#### [Excerpted data]
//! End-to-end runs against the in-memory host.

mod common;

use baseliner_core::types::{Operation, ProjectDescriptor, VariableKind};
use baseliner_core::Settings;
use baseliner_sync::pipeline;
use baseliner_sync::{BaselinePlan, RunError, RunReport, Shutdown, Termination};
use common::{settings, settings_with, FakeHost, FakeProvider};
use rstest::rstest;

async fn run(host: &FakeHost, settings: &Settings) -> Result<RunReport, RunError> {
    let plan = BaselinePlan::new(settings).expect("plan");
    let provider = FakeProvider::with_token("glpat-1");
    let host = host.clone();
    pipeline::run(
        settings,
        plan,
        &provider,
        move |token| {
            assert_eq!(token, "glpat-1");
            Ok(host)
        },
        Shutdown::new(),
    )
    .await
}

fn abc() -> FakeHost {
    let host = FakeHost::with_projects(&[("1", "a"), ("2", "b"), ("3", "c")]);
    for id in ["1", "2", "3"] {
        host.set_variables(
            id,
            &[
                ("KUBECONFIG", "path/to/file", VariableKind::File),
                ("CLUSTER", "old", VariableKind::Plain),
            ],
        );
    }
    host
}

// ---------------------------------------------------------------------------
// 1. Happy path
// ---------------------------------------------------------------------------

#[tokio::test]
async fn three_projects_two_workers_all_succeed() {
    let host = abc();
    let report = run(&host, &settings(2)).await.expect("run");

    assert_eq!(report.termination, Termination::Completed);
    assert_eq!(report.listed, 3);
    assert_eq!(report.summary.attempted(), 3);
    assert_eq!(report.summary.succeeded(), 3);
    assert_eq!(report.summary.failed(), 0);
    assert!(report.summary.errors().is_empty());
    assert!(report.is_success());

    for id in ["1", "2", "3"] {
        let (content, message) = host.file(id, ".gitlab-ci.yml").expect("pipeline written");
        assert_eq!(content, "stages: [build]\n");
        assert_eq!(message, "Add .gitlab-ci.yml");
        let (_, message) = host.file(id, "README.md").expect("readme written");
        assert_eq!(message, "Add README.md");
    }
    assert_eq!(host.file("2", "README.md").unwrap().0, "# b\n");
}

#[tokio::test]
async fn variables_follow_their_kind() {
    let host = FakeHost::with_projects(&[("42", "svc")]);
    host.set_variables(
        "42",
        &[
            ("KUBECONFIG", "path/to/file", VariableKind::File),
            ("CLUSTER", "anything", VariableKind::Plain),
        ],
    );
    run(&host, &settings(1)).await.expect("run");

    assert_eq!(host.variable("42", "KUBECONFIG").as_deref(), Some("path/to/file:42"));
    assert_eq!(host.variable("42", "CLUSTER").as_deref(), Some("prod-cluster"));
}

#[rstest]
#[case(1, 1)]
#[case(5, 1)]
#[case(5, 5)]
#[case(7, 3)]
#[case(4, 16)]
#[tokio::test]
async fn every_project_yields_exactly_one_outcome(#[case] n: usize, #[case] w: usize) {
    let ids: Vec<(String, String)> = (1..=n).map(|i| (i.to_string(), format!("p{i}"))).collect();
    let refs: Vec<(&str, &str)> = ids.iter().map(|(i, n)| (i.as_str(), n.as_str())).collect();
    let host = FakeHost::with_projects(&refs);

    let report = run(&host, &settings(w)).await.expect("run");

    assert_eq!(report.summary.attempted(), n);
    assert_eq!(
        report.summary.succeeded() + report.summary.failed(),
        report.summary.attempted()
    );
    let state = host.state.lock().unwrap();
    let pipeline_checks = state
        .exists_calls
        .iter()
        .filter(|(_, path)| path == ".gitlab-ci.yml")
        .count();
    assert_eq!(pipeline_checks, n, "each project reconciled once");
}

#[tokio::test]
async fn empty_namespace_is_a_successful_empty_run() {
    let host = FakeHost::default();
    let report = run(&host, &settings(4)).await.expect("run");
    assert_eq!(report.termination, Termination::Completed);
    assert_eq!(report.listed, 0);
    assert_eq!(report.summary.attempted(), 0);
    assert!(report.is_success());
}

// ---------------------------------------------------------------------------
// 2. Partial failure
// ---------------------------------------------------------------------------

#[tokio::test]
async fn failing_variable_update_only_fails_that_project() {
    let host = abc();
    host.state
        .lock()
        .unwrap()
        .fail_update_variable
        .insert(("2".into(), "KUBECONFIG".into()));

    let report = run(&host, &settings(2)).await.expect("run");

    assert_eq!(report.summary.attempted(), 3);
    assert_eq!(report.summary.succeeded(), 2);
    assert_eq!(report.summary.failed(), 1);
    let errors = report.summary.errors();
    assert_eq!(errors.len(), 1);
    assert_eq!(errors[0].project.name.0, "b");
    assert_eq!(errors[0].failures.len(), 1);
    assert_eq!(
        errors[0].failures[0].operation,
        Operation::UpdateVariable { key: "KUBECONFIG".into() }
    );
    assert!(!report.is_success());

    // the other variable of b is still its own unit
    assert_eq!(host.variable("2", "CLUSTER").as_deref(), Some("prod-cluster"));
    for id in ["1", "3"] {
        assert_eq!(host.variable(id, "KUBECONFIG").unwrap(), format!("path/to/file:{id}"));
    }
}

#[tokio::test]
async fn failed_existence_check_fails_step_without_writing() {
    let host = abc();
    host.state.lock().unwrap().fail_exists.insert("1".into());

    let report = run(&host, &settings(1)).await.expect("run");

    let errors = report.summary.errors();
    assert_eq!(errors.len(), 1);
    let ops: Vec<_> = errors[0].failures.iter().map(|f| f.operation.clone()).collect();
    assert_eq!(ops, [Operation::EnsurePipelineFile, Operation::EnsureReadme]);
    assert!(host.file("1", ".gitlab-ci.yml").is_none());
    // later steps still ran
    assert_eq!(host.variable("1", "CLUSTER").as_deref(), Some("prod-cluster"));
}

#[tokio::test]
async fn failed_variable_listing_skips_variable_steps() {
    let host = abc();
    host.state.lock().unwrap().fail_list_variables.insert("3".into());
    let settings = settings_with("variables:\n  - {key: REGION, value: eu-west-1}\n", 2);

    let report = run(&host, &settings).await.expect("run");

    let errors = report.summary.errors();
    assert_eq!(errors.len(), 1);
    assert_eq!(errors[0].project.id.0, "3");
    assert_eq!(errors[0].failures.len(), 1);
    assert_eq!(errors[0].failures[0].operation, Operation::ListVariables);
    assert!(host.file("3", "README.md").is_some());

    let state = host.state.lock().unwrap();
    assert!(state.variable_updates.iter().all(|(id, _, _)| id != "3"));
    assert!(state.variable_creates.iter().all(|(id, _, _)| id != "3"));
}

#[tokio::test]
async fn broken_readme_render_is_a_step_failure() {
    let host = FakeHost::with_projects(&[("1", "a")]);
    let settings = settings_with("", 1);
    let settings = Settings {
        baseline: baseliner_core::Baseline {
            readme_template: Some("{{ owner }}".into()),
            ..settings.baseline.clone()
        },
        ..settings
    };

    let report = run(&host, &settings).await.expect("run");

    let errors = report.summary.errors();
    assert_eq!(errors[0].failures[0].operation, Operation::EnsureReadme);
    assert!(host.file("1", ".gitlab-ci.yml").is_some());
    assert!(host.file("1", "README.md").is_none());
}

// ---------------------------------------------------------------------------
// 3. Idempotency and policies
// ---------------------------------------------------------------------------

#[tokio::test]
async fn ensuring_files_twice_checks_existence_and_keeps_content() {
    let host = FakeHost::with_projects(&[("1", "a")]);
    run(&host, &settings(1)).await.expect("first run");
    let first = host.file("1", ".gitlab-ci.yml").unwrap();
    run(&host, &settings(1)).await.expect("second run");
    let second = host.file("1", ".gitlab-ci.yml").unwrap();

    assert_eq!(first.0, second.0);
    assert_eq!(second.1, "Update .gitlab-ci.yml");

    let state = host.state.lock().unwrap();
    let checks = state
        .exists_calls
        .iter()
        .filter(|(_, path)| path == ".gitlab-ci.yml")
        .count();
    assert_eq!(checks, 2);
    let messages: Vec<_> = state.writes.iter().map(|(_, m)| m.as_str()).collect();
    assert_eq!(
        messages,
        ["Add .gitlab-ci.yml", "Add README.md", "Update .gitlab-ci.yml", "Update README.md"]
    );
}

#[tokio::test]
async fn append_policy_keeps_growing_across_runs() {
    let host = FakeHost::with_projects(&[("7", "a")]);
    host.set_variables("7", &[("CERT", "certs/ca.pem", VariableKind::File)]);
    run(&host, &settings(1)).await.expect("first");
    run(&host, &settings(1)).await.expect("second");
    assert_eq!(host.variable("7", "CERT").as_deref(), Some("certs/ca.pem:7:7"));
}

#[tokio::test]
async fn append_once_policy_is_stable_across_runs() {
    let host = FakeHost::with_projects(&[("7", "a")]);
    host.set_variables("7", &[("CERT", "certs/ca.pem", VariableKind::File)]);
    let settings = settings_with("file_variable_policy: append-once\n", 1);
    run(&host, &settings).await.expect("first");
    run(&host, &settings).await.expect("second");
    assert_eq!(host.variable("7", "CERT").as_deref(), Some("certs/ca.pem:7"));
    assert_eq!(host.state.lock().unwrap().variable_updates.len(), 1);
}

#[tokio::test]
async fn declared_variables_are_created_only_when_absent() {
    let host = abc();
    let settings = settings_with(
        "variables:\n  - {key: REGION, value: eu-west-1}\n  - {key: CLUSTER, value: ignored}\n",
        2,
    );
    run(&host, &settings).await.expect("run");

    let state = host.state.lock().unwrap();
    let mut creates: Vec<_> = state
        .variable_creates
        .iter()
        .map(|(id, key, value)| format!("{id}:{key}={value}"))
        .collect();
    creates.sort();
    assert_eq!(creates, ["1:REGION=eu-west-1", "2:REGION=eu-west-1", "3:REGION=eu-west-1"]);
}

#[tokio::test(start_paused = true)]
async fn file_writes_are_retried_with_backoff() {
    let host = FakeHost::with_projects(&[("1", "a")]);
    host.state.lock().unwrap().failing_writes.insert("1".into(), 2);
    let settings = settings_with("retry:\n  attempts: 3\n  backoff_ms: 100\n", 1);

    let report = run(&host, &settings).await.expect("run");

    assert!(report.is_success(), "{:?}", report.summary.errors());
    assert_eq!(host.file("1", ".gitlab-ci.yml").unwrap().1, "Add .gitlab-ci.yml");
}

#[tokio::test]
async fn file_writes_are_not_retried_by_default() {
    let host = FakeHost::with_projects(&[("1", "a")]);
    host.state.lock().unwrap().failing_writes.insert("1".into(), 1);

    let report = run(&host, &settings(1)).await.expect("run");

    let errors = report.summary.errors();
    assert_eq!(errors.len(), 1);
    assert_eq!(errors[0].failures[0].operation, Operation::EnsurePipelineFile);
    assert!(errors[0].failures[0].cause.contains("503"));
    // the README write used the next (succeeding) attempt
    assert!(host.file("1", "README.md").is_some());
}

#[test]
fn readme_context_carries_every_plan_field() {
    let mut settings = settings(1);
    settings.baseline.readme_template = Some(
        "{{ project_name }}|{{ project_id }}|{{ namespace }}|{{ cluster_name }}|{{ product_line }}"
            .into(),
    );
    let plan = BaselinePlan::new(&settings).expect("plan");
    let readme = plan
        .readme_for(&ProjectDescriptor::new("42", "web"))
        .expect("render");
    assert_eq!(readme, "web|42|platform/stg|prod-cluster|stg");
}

#### [Your objective]
Copy out all lines of the listing above that include "failures".

#### [Expected answer]
    assert_eq!(errors[0].failures.len(), 1);
        errors[0].failures[0].operation,
    let ops: Vec<_> = errors[0].failures.iter().map(|f| f.operation.clone()).collect();
    assert_eq!(errors[0].failures.len(), 1);
    assert_eq!(errors[0].failures[0].operation, Operation::ListVariables);
    assert_eq!(errors[0].failures[0].operation, Operation::EnsureReadme);
    assert_eq!(errors[0].failures[0].operation, Operation::EnsurePipelineFile);
    assert!(errors[0].failures[0].cause.contains("503"));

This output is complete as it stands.